Evaluating the role of ANKS1B in mediating second generation antipsychotic drug efficacy

Agency: VCU Center for Clinical and Translational Research (CCTR) Endowment and NIH/NCATS UL1TR000058

Project number: CCTR Pilot

Principal Investigator: JL McClay

Period: Apr 2016 - Sep 2017

We will test behavioral response to antipsychotics in a mouse knockout for Anks1b, which encodes an effector of the post-synaptic density, and evaluate mechanisms of response via proteomics.

A longitudinal methylome study to detect biomarkers predicting MDD trajectories

Agency: NIH/NIMH R01

Project number: MH099110

Principal Investigator: EJ van den Oord

Period: Sep 2013 – Jun 2018

Our overarching goal is to identify methylation markers in peripheral blood samples associated with clinical major depressive disorder (MDD) trajectories over a six year time period.

Functional characterization of pathways regulated by schizophrenia gene TCF4

Agency: NIH/NIMH R21

Project number: MH099419

Principal Investigator: JL McClay

Period: Sep 2012 - Jun 2014

We aim to identify the gene network(s) regulated by transcription factor 4 using ChIP-seq and to test the network(s) in genetic, methylation and expression datasets for association with schizophrenia. 

Cis & Trans-Data Integration to Find Mechanisms Causing Psychiatric Disorders

Agency: NIH/NIMH R01

Project number: MH097283

Principal Investigator: EJ van den Oord, VCU / PF Sullivan, UNC-Chapel Hill, PIs

Period: Apr 2012 – Mar 2015

We propose to integrate results from a voluminous collection of large-scale datasets to identify disease mechanisms for schizophrenia, bipolar disorder, major depression, and autism.

Evaluating the genetic, epigenetic and miRNA control of global gene expression in the Stanley Medical Research Institute (SMRI) postmortem brain sample

Agency: SMRI Research Grant

Project number: GR#08R-1959

Principal Investigator: VI Vladimirov

Period: Nov 2010 – Nov 2012

We will generate a molecular brain expression map to better understand the interactions between miRNAs and their targets and how these interactions are modulated by eQTLs and methylation.

Functional Characterization of Three Novel Genes Associated With Antipsychotic Response in the CATIE Study

Agency: NARSAD Young Investigator Award

Project number:

Principal Investigator: JL McClay

Period: Jan 2010 – Dec 2011

Bioinformatics and targeted functional methods will be used to better understand genes associated with olanzapine or risperidone response.

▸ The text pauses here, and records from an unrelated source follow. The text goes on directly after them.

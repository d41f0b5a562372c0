//! Access to the operating system's URI scheme associations.

use anyhow::Context;
use serde::{Deserialize, Serialize};
use std::collections::BTreeMap;
use std::path::{Path, PathBuf};

/// Read/write access to whichever command line currently owns a URI scheme.
pub trait ProtocolRegistry {
    /// Current command line template for `scheme`, if one is registered.
    fn read(&self, scheme: &str) -> Option<String>;
    /// Claim `scheme` with `command`.
    fn write(&mut self, scheme: &str, command: &str) -> anyhow::Result<()>;
}

/// Build the command line template used when claiming a scheme for `exe`.
pub fn proxy_command(exe: &Path) -> String {
    format!("\"{}\" \"%1\"", native_separators(&exe.to_string_lossy()))
}

fn native_separators(path: &str) -> String {
    if cfg!(windows) {
        path.replace('/', "\\")
    } else {
        path.to_string()
    }
}

/// Make `exe` the owner of `scheme`.
pub fn register_proxy(
    protocols: &mut dyn ProtocolRegistry,
    scheme: &str,
    exe: &Path,
) -> anyhow::Result<()> {
    let command = proxy_command(exe);
    tracing::info!("registering {command} as {scheme}:// handler");
    protocols.write(scheme, &command)
}

/// In-process registry, useful for embedding and tests.
#[derive(Debug, Default, Clone)]
pub struct MemoryProtocolRegistry {
    commands: BTreeMap<String, String>,
}

impl MemoryProtocolRegistry {
    pub fn new() -> Self {
        Self::default()
    }

    pub fn with_command(scheme: &str, command: &str) -> Self {
        let mut reg = Self::default();
        reg.commands.insert(scheme.to_lowercase(), command.to_string());
        reg
    }
}

impl ProtocolRegistry for MemoryProtocolRegistry {
    fn read(&self, scheme: &str) -> Option<String> {
        self.commands.get(&scheme.to_lowercase()).cloned()
    }

    fn write(&mut self, scheme: &str, command: &str) -> anyhow::Result<()> {
        self.commands
            .insert(scheme.to_lowercase(), command.to_string());
        Ok(())
    }
}

#[derive(Serialize, Deserialize, Clone, Debug)]
pub struct ProtocolEntry {
    pub scheme: String,
    pub description: String,
    pub command: String,
}

/// Scheme associations kept in a JSON file, for platforms without a
/// registry.
pub struct FileProtocolRegistry {
    path: PathBuf,
}

impl FileProtocolRegistry {
    pub fn new(path: impl Into<PathBuf>) -> Self {
        Self { path: path.into() }
    }

    /// Registry file under the user's configuration directory.
    pub fn default_path() -> PathBuf {
        dirs_next::config_dir()
            .unwrap_or_else(std::env::temp_dir)
            .join("modl_handler")
            .join("protocols.json")
    }

    fn load(&self) -> Vec<ProtocolEntry> {
        let content = std::fs::read_to_string(&self.path).unwrap_or_default();
        if content.trim().is_empty() {
            return Vec::new();
        }
        serde_json::from_str(&content).unwrap_or_else(|e| {
            tracing::warn!("ignoring corrupt protocol file {}: {e}", self.path.display());
            Vec::new()
        })
    }
}

impl ProtocolRegistry for FileProtocolRegistry {
    fn read(&self, scheme: &str) -> Option<String> {
        self.load()
            .into_iter()
            .find(|e| e.scheme.eq_ignore_ascii_case(scheme))
            .map(|e| e.command)
    }

    fn write(&mut self, scheme: &str, command: &str) -> anyhow::Result<()> {
        let mut list = self.load();
        list.retain(|e| !e.scheme.eq_ignore_ascii_case(scheme));
        list.push(ProtocolEntry {
            scheme: scheme.to_lowercase(),
            description: protocol_description(scheme),
            command: command.to_string(),
        });
        if let Some(parent) = self.path.parent() {
            std::fs::create_dir_all(parent)?;
        }
        let json = serde_json::to_string_pretty(&list)?;
        std::fs::write(&self.path, json)
            .with_context(|| format!("writing {}", self.path.display()))?;
        Ok(())
    }
}

fn protocol_description(scheme: &str) -> String {
    format!("URL:{} Protocol", scheme.to_uppercase())
}

#[cfg(target_os = "windows")]
pub use windows_registry::WindowsProtocolRegistry;

#[cfg(target_os = "windows")]
mod windows_registry {
    use super::{protocol_description, ProtocolRegistry};
    use std::ffi::OsStr;
    use std::os::windows::ffi::OsStrExt;
    use windows::core::PCWSTR;
    use windows::Win32::Foundation::{ERROR_MORE_DATA, ERROR_SUCCESS};
    use windows::Win32::System::Registry::{
        RegGetValueW, RegSetKeyValueW, HKEY_CLASSES_ROOT, HKEY_CURRENT_USER, REG_SZ,
        RRF_RT_REG_SZ,
    };

    fn wide(s: &str) -> Vec<u16> {
        OsStr::new(s).encode_wide().chain(Some(0)).collect()
    }

    /// Scheme associations under `Software\Classes` in the Windows registry.
    #[derive(Default)]
    pub struct WindowsProtocolRegistry;

    impl WindowsProtocolRegistry {
        fn set_string(subkey: &str, name: &str, value: &str) -> anyhow::Result<()> {
            let subkey = wide(subkey);
            let name = wide(name);
            let data = wide(value);
            let err = unsafe {
                RegSetKeyValueW(
                    HKEY_CURRENT_USER,
                    PCWSTR(subkey.as_ptr()),
                    PCWSTR(name.as_ptr()),
                    REG_SZ.0,
                    Some(data.as_ptr() as *const _),
                    (data.len() * std::mem::size_of::<u16>()) as u32,
                )
            };
            if err != ERROR_SUCCESS {
                anyhow::bail!("RegSetKeyValueW failed with code {}", err.0);
            }
            Ok(())
        }
    }

    impl ProtocolRegistry for WindowsProtocolRegistry {
        fn read(&self, scheme: &str) -> Option<String> {
            let subkey = wide(&format!("{scheme}\\shell\\open\\command"));
            let query = |data: Option<*mut std::ffi::c_void>, size: &mut u32| unsafe {
                RegGetValueW(
                    HKEY_CLASSES_ROOT,
                    PCWSTR(subkey.as_ptr()),
                    PCWSTR::null(),
                    RRF_RT_REG_SZ,
                    None,
                    data,
                    Some(size as *mut u32),
                )
            };

            // The value may grow between the size query and the read.
            for _ in 0..3 {
                let mut size = 0u32;
                if query(None, &mut size) != ERROR_SUCCESS {
                    return None;
                }
                let mut buf = vec![0u16; (size as usize).div_ceil(2) + 1];
                let mut size = (buf.len() * std::mem::size_of::<u16>()) as u32;
                match query(Some(buf.as_mut_ptr() as *mut _), &mut size) {
                    ERROR_SUCCESS => {
                        let len = buf.iter().position(|&c| c == 0).unwrap_or(buf.len());
                        return Some(String::from_utf16_lossy(&buf[..len]));
                    }
                    ERROR_MORE_DATA => continue,
                    _ => return None,
                }
            }
            None
        }

        fn write(&mut self, scheme: &str, command: &str) -> anyhow::Result<()> {
            let root = format!("Software\\Classes\\{scheme}");
            Self::set_string(&root, "", &protocol_description(scheme))?;
            Self::set_string(&root, "URL Protocol", "")?;
            Self::set_string(&format!("{root}\\shell\\open\\command"), "", command)?;
            Ok(())
        }
    }

}

/// The registry backend for the current platform.
pub fn system_registry() -> Box<dyn ProtocolRegistry> {
    #[cfg(target_os = "windows")]
    {
        Box::new(WindowsProtocolRegistry)
    }
    #[cfg(not(target_os = "windows"))]
    {
        Box::new(FileProtocolRegistry::new(FileProtocolRegistry::default_path()))
    }
}
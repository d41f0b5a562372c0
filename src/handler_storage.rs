use crate::dispatch::strip_call;
use crate::games::known_game_ids;
use crate::protocol::ProtocolRegistry;
use crate::store::{Record, SettingsStore};
use std::collections::VecDeque;
use std::path::Path;

/// Name of the store file holding the handler list.
pub const HANDLER_STORE_FILE: &str = "modlhandler.ini";

const HANDLERS_ARRAY: &str = "handlers";
const GAMES_KEY: &str = "games";
const EXECUTABLE_KEY: &str = "executable";

/// A program that accepts forwarded links for a set of games.
#[derive(Debug, Clone, PartialEq, Eq)]
pub struct HandlerInfo {
    pub id: usize,
    /// Lowercase game identifiers, without duplicates.
    pub games: Vec<String>,
    pub executable: String,
}

impl HandlerInfo {
    pub fn handles(&self, game: &str) -> bool {
        self.games.iter().any(|g| g.eq_ignore_ascii_case(game))
    }

    fn is_executable(&self, executable: &str) -> bool {
        self.executable.to_lowercase() == executable.to_lowercase()
    }
}

fn normalize_games<S: AsRef<str>>(games: &[S]) -> Vec<String> {
    let mut out: Vec<String> = Vec::with_capacity(games.len());
    for game in games {
        let game = game.as_ref().trim().to_lowercase();
        if !game.is_empty() && !out.contains(&game) {
            out.push(game);
        }
    }
    out
}

/// Ordered list of link handlers. Earlier entries take priority.
pub struct HandlerStorage {
    handlers: VecDeque<HandlerInfo>,
    store: Box<dyn SettingsStore>,
}

impl HandlerStorage {
    /// An empty storage that will persist into `store`.
    pub fn new(store: Box<dyn SettingsStore>) -> Self {
        Self {
            handlers: VecDeque::new(),
            store,
        }
    }

    /// Load the handlers persisted in `store`, then append the current owner
    /// of `scheme` unless it is this handler (`holder_name`) or already
    /// listed.
    ///
    /// Stored entries whose executable no longer exists are skipped.
    pub fn load(
        store: Box<dyn SettingsStore>,
        protocols: &dyn ProtocolRegistry,
        scheme: &str,
        holder_name: &str,
    ) -> Self {
        let mut storage = Self::new(store);
        storage.load_store();
        storage.merge_scheme_owner(protocols, scheme, holder_name);
        storage
    }

    fn load_store(&mut self) {
        for (index, record) in self.store.read_array(HANDLERS_ARRAY) {
            let executable = record.get(EXECUTABLE_KEY).cloned().unwrap_or_default();
            let games_raw = record.get(GAMES_KEY).map(String::as_str).unwrap_or_default();
            let games: Vec<&str> = games_raw.split(',').collect();
            if executable.is_empty() || !Path::new(&executable).exists() {
                tracing::debug!("dropping handler with missing executable '{executable}'");
                continue;
            }
            self.handlers.push_back(HandlerInfo {
                id: index - 1,
                games: normalize_games(&games[..]),
                executable,
            });
        }
    }

    fn merge_scheme_owner(
        &mut self,
        protocols: &dyn ProtocolRegistry,
        scheme: &str,
        holder_name: &str,
    ) {
        let Some(command) = protocols.read(scheme) else {
            return;
        };
        let executable = strip_call(&command);
        if executable.is_empty() {
            return;
        }
        if executable.to_lowercase().ends_with(&holder_name.to_lowercase()) {
            return;
        }
        if self.handlers.iter().any(|h| h.is_executable(&executable)) {
            return;
        }
        tracing::debug!("adding scheme owner {executable} as lowest priority handler");
        self.handlers.push_back(HandlerInfo {
            id: self.handlers.len(),
            games: known_game_ids(),
            executable,
        });
    }

    /// Register `executable` for every known game.
    pub fn register_all(&mut self, executable: &str, prepend: bool) {
        let games = known_game_ids();
        self.register_handler(&games[..], executable, prepend, false);
    }

    /// Register `executable` for `games`.
    ///
    /// A known executable either gains the new games in place or, with
    /// `force`, is moved to the front/back with exactly `games`.
    pub fn register_handler<S: AsRef<str>>(
        &mut self,
        games: &[S],
        executable: &str,
        prepend: bool,
        force: bool,
    ) {
        let games = normalize_games(games);
        if let Some(pos) = self.handlers.iter().position(|h| h.is_executable(executable)) {
            if force {
                if let Some(mut info) = self.handlers.remove(pos) {
                    info.games = games;
                    self.insert(info, prepend);
                }
            } else {
                let info = &mut self.handlers[pos];
                for game in games {
                    if !info.games.contains(&game) {
                        info.games.push(game);
                    }
                }
            }
            return;
        }

        let info = HandlerInfo {
            id: self.handlers.len(),
            games,
            executable: executable.to_string(),
        };
        self.insert(info, prepend);
    }

    fn insert(&mut self, info: HandlerInfo, prepend: bool) {
        if prepend {
            self.handlers.push_front(info);
        } else {
            self.handlers.push_back(info);
        }
    }

    /// Executable of the first handler registered for `game`.
    pub fn get_handler(&self, game: &str) -> Option<String> {
        self.handlers
            .iter()
            .find(|h| h.handles(game))
            .map(|h| h.executable.clone())
    }

    pub fn handlers(&self) -> impl Iterator<Item = &HandlerInfo> {
        self.handlers.iter()
    }

    pub fn len(&self) -> usize {
        self.handlers.len()
    }

    pub fn is_empty(&self) -> bool {
        self.handlers.is_empty()
    }

    /// Drop every handler. Persisted data is untouched until [`Self::save`].
    pub fn clear(&mut self) {
        self.handlers.clear();
    }

    /// Overwrite the persisted handler list with the current one.
    pub fn save(&mut self) -> anyhow::Result<()> {
        let records: Vec<Record> = self
            .handlers
            .iter()
            .map(|h| {
                let mut record = Record::new();
                record.insert(GAMES_KEY.into(), h.games.join(","));
                record.insert(EXECUTABLE_KEY.into(), h.executable.clone());
                record
            })
            .collect();
        self.store.write_array(HANDLERS_ARRAY, &records);
        self.store.sync()
    }
}

#[cfg(test)]
mod tests {
    use super::*;
    use crate::protocol::MemoryProtocolRegistry;
    use crate::store::IniStore;

    fn empty_storage() -> (tempfile::TempDir, HandlerStorage) {
        let dir = tempfile::tempdir().unwrap();
        let store = IniStore::open(dir.path().join(HANDLER_STORE_FILE));
        (dir, HandlerStorage::new(Box::new(store)))
    }

    fn executables(storage: &HandlerStorage) -> Vec<String> {
        storage.handlers().map(|h| h.executable.clone()).collect()
    }

    #[test]
    fn first_registration_gets_id_zero() {
        let (_dir, mut storage) = empty_storage();
        storage.register_handler(&["Skyrim"], "C:/h.exe", false, false);
        let list: Vec<_> = storage.handlers().cloned().collect();
        assert_eq!(list.len(), 1);
        assert_eq!(list[0].id, 0);
        assert_eq!(list[0].games, vec!["skyrim".to_string()]);
    }

    #[test]
    fn lookup_on_empty_storage_is_none() {
        let (_dir, storage) = empty_storage();
        assert_eq!(storage.get_handler("skyrim"), None);
        assert_eq!(storage.get_handler(""), None);
    }

    #[test]
    fn executables_compare_case_insensitively() {
        let (_dir, mut storage) = empty_storage();
        storage.register_handler(&["skyrim"], "C:/Mods/Handler.exe", false, false);
        storage.register_handler(&["oblivion"], "c:/mods/handler.EXE", false, false);
        assert_eq!(storage.len(), 1);
        assert_eq!(executables(&storage), vec!["C:/Mods/Handler.exe"]);
    }

    #[test]
    fn soft_reregister_unions_in_place() {
        let (_dir, mut storage) = empty_storage();
        storage.register_handler(&["x"], "one", false, false);
        storage.register_handler(&["y"], "two", false, false);
        storage.register_handler(&["a", "b"], "target", false, false);
        storage.register_handler(&["c", "A"], "TARGET", true, false);
        assert_eq!(executables(&storage), vec!["one", "two", "target"]);
        let target = storage.handlers().nth(2).unwrap();
        assert_eq!(target.games, vec!["a", "b", "c"]);
    }

    #[test]
    fn forced_reregister_moves_and_replaces() {
        let (_dir, mut storage) = empty_storage();
        storage.register_handler(&["x"], "one", false, false);
        storage.register_handler(&["y"], "two", false, false);
        storage.register_handler(&["a", "b"], "target", false, false);
        storage.register_handler(&["c"], "target", true, true);
        assert_eq!(executables(&storage), vec!["target", "one", "two"]);
        let target = storage.handlers().next().unwrap();
        assert_eq!(target.games, vec!["c"]);
        assert_eq!(target.id, 2);
    }

    #[test]
    fn forced_reregister_can_move_to_back() {
        let (_dir, mut storage) = empty_storage();
        storage.register_handler(&["a"], "target", false, false);
        storage.register_handler(&["b"], "other", false, false);
        storage.register_handler(&["a"], "target", false, true);
        assert_eq!(executables(&storage), vec!["other", "target"]);
    }

    #[test]
    fn first_match_wins_regardless_of_specificity() {
        let (_dir, mut storage) = empty_storage();
        storage.register_all("generic", false);
        storage.register_handler(&["skyrim"], "specific", false, false);
        assert_eq!(storage.get_handler("SKYRIM").as_deref(), Some("generic"));
        storage.register_handler(&["skyrim"], "specific", true, true);
        assert_eq!(storage.get_handler("skyrim").as_deref(), Some("specific"));
        assert_eq!(storage.get_handler("oblivion").as_deref(), Some("generic"));
    }

    #[test]
    fn duplicate_games_are_collapsed() {
        let (_dir, mut storage) = empty_storage();
        storage.register_handler(&["Skyrim", "skyrim", " ", "other"], "h", true, false);
        assert_eq!(storage.handlers().next().unwrap().games, vec!["skyrim", "other"]);
    }

    #[test]
    fn clear_keeps_persisted_data_until_save() {
        let dir = tempfile::tempdir().unwrap();
        let path = dir.path().join(HANDLER_STORE_FILE);
        let exe = dir.path().join("handler.exe");
        std::fs::write(&exe, b"").unwrap();
        let exe = exe.to_string_lossy().into_owned();

        let mut storage = HandlerStorage::new(Box::new(IniStore::open(&path)));
        storage.register_handler(&["skyrim"], &exe, false, false);
        storage.save().unwrap();
        storage.clear();
        assert!(storage.is_empty());

        let protocols = MemoryProtocolRegistry::new();
        let reloaded = HandlerStorage::load(
            Box::new(IniStore::open(&path)),
            &protocols,
            "modl",
            "modlhandler.exe",
        );
        assert_eq!(reloaded.len(), 1);
    }
}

Whole genome profiling to detect schizophrenia methylation markers

Agency: NIH/NIMH RC2

Project number: MH089996

Principal Investigator: EJ van den Oord

Period: Oct 2009 – Sep 2011

We will compare genome-wide methylation status in 1500 schizophrenia cases and controls using next-generation sequencing and follow up findings in an independent sample.

A genome-wide association study to detect genes for schizophrenia

Agency: NIH/NIMH R01

Project number: MH078069

Principal Investigator: EJ van den Oord, PI, VCU / PF Sullivan, UNC-Chapel Hill, PIs

Period: Jan 2008 – Dec 2011

The goal of this project is to replicate the main findings of genome-wide association study using ~16,000 SNPs in sample of 5,000 cases and controls + sample of 5,500 subjects from 1,400 families.